**Excerpted data:**
• • • • • • •

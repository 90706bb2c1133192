//! Team records: stockpile, headquarters reference and unit settings.

use outpost_core::{EntityId, Position, TeamId, UnitKind, UnitSettings};

/// One side of the battle.
#[derive(Clone, Debug, PartialEq, Eq)]
pub struct Team {
    id: TeamId,
    color: String,
    food_count: u32,
    headquarters: EntityId,
    headquarters_position: Position,
    settings: UnitSettings,
}

impl Team {
    pub(crate) fn new(
        id: TeamId,
        color: String,
        food_count: u32,
        headquarters: EntityId,
        headquarters_position: Position,
        settings: UnitSettings,
    ) -> Self {
        Self {
            id,
            color,
            food_count,
            headquarters,
            headquarters_position,
            settings,
        }
    }

    /// Identifier of the team.
    #[must_use]
    pub const fn id(&self) -> TeamId {
        self.id
    }

    /// Display colour of the team.
    #[must_use]
    pub fn color(&self) -> &str {
        &self.color
    }

    /// Food available for spawning.
    #[must_use]
    pub const fn food_count(&self) -> u32 {
        self.food_count
    }

    /// Identifier of the team's headquarters.
    #[must_use]
    pub const fn headquarters(&self) -> EntityId {
        self.headquarters
    }

    /// Anchor cell of the team's headquarters.
    #[must_use]
    pub const fn headquarters_position(&self) -> Position {
        self.headquarters_position
    }

    /// Cells covered by the team's headquarters.
    #[must_use]
    pub fn headquarters_cells(&self) -> Vec<Position> {
        UnitKind::Headquarters
            .footprint()
            .covering(self.headquarters_position)
    }

    /// Per-kind unit constants used by this team.
    #[must_use]
    pub const fn settings(&self) -> &UnitSettings {
        &self.settings
    }

    pub(crate) fn credit_food(&mut self, amount: u32) {
        self.food_count = self.food_count.saturating_add(amount);
    }

    pub(crate) fn debit_food(&mut self, amount: u32) {
        self.food_count = self.food_count.saturating_sub(amount);
    }
}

• • • • • • •

**Your assignment:** Exactly the lines between the one containing "self.food_count = self.food_count.saturating_sub(amount);" and the end of the material, both ends included, must be retyped, with nothing added.

**Response:**
        self.food_count = self.food_count.saturating_sub(amount);
    }
}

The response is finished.